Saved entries

════════════════

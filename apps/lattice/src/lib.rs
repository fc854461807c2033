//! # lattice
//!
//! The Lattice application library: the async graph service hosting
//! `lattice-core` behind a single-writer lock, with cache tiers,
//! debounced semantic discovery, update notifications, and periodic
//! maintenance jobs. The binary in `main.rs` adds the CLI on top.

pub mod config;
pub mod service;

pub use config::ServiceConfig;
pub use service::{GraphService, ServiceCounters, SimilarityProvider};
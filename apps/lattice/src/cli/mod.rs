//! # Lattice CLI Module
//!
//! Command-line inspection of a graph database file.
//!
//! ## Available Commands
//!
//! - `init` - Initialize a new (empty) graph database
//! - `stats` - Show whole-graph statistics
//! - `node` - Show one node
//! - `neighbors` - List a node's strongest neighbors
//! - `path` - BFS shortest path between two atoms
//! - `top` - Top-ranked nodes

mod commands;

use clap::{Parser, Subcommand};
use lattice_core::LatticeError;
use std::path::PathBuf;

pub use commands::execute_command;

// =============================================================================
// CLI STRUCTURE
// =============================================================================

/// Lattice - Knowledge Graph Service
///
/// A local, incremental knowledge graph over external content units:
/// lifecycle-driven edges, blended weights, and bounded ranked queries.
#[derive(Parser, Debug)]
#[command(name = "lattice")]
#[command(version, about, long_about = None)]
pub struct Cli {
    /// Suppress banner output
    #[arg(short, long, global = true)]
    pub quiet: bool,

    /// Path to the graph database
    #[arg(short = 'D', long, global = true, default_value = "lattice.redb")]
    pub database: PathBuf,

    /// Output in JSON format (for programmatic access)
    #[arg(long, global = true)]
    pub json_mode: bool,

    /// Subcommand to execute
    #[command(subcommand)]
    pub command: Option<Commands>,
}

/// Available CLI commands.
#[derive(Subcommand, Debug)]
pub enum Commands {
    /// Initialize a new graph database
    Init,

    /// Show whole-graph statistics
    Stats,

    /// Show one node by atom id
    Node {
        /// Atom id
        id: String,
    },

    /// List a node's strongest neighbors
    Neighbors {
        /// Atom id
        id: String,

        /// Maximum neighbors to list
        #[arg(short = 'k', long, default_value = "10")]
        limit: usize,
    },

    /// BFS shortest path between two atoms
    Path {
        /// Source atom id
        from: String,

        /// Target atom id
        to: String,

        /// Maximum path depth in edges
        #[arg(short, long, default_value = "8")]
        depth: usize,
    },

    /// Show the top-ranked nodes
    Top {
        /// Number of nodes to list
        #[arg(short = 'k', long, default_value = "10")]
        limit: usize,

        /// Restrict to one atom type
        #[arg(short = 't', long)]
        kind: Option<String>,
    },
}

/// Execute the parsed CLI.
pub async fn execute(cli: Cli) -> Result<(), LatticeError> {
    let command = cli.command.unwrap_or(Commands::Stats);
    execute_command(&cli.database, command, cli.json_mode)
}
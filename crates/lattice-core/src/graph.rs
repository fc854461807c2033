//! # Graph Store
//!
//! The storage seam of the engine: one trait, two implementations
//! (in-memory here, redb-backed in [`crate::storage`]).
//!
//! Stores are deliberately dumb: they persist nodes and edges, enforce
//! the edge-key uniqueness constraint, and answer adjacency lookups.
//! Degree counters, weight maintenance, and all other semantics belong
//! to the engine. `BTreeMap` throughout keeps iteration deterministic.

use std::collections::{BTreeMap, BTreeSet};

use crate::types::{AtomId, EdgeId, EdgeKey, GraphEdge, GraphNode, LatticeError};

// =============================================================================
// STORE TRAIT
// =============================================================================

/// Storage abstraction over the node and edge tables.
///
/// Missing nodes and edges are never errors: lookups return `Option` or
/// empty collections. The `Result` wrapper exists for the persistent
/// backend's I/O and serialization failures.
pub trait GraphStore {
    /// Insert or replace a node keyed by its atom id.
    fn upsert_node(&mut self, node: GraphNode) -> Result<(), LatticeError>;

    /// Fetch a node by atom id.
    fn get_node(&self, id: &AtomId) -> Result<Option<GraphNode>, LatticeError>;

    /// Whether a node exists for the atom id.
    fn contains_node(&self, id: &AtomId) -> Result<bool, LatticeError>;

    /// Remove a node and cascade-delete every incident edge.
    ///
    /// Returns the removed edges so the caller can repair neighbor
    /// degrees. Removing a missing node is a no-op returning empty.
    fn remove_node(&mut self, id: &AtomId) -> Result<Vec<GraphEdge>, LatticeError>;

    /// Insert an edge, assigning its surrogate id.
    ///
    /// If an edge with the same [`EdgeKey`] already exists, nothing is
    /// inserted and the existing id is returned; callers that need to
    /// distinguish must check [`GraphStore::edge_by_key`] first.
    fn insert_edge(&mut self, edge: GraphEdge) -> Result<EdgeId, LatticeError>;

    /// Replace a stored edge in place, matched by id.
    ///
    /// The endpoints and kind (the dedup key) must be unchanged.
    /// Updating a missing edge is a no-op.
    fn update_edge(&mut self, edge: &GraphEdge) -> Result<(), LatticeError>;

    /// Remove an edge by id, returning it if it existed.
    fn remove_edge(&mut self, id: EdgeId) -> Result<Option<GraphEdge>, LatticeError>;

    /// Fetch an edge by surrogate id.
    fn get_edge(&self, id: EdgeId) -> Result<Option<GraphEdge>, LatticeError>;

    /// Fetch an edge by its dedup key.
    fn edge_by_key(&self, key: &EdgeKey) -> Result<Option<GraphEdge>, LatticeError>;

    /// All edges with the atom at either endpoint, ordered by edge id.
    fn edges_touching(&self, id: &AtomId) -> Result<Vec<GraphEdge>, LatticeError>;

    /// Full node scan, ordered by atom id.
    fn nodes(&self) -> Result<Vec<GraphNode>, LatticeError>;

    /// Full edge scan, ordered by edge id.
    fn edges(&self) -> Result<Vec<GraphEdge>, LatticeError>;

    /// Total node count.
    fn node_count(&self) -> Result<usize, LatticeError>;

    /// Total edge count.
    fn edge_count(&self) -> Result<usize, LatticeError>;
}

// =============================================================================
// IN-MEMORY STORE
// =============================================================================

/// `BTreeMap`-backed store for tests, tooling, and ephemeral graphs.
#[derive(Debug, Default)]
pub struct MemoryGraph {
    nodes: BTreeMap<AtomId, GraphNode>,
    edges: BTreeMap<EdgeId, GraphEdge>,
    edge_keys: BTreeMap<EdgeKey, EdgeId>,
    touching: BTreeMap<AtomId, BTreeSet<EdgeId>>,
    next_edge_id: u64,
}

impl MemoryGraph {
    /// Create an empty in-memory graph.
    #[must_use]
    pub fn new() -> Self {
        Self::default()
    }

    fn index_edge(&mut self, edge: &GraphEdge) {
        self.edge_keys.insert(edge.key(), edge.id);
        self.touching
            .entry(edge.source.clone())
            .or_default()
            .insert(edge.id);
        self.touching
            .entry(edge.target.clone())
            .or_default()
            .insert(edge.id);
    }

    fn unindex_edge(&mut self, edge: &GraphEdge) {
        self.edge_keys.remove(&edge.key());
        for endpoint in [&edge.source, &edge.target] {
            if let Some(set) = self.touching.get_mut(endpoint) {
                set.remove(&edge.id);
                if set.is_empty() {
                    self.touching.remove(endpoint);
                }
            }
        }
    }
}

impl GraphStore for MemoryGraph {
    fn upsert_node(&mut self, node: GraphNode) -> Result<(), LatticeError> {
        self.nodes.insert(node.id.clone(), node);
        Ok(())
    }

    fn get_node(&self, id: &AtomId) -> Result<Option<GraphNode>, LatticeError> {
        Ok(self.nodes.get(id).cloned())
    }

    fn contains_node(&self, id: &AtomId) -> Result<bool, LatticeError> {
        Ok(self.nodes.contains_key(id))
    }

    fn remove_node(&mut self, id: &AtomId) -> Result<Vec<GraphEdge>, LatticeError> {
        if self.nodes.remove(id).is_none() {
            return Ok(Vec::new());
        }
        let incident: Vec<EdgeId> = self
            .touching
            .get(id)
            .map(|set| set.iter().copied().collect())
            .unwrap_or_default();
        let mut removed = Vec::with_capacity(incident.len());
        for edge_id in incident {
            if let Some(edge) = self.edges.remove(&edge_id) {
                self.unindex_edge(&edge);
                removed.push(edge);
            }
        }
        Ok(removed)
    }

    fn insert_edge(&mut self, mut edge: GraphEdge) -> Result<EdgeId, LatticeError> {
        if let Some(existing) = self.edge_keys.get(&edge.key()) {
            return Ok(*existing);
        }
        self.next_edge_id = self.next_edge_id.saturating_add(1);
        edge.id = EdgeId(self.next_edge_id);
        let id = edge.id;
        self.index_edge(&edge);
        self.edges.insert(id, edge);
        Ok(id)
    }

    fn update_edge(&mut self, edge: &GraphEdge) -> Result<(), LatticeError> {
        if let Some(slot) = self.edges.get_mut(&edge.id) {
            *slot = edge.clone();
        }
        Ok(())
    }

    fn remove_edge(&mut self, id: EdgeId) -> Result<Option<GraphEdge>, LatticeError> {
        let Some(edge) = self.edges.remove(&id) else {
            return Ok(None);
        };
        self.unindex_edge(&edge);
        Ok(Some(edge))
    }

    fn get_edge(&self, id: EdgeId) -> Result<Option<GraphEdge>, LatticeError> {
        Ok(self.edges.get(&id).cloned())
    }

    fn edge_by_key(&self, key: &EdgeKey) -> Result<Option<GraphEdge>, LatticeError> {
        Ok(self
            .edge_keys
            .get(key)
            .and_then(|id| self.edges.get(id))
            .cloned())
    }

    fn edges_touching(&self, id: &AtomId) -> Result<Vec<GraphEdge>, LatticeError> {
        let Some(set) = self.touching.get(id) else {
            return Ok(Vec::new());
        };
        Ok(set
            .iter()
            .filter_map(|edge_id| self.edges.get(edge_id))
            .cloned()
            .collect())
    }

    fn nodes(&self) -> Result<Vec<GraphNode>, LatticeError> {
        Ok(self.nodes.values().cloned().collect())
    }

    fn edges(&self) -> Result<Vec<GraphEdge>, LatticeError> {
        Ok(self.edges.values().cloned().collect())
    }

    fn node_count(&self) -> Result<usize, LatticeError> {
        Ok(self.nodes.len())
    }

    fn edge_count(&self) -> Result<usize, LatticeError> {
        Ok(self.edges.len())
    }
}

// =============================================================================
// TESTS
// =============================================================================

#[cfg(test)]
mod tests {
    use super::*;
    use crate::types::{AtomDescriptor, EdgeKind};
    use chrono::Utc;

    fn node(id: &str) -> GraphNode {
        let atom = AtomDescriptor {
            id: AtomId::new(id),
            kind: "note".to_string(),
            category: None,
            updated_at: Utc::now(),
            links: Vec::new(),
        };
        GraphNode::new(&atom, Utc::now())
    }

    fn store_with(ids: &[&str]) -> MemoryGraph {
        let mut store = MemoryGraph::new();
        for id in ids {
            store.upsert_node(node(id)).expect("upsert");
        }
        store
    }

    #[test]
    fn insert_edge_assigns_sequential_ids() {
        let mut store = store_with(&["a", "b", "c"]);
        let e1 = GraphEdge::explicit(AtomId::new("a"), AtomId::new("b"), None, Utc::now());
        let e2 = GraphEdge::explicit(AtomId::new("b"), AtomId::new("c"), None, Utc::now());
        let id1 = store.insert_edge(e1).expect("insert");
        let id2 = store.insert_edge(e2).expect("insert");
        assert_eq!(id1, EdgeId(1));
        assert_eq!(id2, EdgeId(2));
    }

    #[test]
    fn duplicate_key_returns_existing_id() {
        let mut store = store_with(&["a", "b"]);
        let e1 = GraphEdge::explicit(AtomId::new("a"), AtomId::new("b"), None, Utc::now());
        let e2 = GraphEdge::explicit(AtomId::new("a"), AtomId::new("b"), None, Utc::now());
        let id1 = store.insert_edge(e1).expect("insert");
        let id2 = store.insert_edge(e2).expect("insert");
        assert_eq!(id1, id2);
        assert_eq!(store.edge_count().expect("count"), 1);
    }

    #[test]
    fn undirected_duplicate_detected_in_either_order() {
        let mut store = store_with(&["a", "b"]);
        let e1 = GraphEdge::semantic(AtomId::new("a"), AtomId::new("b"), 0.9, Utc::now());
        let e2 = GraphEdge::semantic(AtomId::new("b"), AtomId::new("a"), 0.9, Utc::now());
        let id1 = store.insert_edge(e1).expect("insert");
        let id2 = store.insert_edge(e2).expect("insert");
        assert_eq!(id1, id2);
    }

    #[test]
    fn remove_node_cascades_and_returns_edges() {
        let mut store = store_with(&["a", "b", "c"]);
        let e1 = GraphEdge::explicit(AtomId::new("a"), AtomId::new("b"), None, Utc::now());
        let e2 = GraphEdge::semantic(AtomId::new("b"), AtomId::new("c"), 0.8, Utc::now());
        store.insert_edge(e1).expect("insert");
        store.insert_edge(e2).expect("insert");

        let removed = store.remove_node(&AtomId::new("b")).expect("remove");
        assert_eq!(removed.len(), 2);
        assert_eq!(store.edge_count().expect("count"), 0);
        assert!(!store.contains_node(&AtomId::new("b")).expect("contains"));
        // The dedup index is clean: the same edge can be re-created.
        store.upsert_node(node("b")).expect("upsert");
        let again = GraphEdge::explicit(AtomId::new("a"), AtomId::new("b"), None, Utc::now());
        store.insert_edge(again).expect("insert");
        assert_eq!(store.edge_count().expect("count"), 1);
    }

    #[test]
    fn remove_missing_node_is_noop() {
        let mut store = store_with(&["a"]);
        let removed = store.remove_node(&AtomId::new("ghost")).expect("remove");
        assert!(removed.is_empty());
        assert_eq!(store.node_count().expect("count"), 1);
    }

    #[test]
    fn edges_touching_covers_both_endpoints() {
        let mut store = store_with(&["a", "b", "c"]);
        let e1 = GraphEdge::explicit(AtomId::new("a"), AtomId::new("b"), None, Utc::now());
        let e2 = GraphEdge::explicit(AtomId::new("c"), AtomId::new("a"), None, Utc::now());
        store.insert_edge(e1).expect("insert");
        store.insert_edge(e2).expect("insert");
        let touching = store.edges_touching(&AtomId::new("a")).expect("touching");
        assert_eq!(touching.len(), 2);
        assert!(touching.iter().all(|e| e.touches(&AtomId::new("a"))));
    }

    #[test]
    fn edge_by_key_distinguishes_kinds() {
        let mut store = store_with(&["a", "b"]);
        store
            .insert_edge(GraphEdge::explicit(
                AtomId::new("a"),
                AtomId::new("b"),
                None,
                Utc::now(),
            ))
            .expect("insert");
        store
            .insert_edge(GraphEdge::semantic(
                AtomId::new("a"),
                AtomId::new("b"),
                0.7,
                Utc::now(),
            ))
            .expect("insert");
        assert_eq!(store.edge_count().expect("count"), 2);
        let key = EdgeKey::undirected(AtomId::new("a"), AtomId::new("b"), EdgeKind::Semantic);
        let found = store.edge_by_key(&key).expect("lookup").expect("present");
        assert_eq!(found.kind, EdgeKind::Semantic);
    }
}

════════════════

- PROBLEM REQUIREMENTS: Set down, exactly as they stand above, the lines starting with the line with "ordered by atom id." and going on through the line with "Total node count.", and no others.

- WRITTEN SOLUTION:
    /// Full node scan, ordered by atom id.
    fn nodes(&self) -> Result<Vec<GraphNode>, LatticeError>;

    /// Full edge scan, ordered by edge id.
    fn edges(&self) -> Result<Vec<GraphEdge>, LatticeError>;

    /// Total node count.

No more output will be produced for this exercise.